**WHAT IS NEEDED:** Only lines with the string "impl" are wanted. Pull them out of the data.

**DATASET CONTENT:**

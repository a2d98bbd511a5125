//! Tree ensemble with per-group outputs.

use ndarray::ArrayView1;

use super::tree::Tree;

/// A forest of trees, each contributing to one output group.
///
/// Binary classification uses a single group holding the log-odds margin;
/// K-class classification uses K groups.
#[derive(Debug, Clone)]
pub struct Forest {
    trees: Vec<Tree>,
    tree_groups: Vec<u32>,
    n_groups: u32,
    base_score: Vec<f32>,
    /// DART per-tree output scaling.
    tree_weights: Option<Box<[f32]>>,
}

impl Forest {
    pub fn new(n_groups: u32) -> Self {
        Self {
            trees: Vec::new(),
            tree_groups: Vec::new(),
            n_groups,
            base_score: vec![0.0; n_groups as usize],
            tree_weights: None,
        }
    }

    /// Set the margin-space base score of every group.
    pub fn with_base_score(mut self, base_score: Vec<f32>) -> Self {
        debug_assert_eq!(base_score.len(), self.n_groups as usize);
        self.base_score = base_score;
        self
    }

    /// Scale each tree's output by a weight (DART).
    pub fn with_tree_weights(mut self, weights: Vec<f32>) -> Self {
        debug_assert_eq!(weights.len(), self.trees.len());
        self.tree_weights = Some(weights.into_boxed_slice());
        self
    }

    pub fn push_tree(&mut self, tree: Tree, group: u32) {
        debug_assert!(group < self.n_groups, "group out of range");
        self.trees.push(tree);
        self.tree_groups.push(group);
    }

    #[inline]
    pub fn n_trees(&self) -> usize {
        self.trees.len()
    }

    #[inline]
    pub fn n_groups(&self) -> u32 {
        self.n_groups
    }

    pub fn base_score(&self) -> &[f32] {
        &self.base_score
    }

    pub fn tree_weights(&self) -> Option<&[f32]> {
        self.tree_weights.as_deref()
    }

    pub fn trees(&self) -> impl Iterator<Item = &Tree> {
        self.trees.iter()
    }

    /// Sum tree outputs for one sample, one margin per group.
    pub fn predict_row(&self, sample: ArrayView1<'_, f32>) -> Vec<f32> {
        let mut output = self.base_score.clone();
        for (idx, (tree, &group)) in self.trees.iter().zip(&self.tree_groups).enumerate() {
            let weight = self.tree_weights.as_ref().map_or(1.0, |w| w[idx]);
            output[group as usize] += weight * tree.predict_row(sample);
        }
        output
    }
}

**EXPECTED ANSWER:**
impl Forest {
    pub fn trees(&self) -> impl Iterator<Item = &Tree> {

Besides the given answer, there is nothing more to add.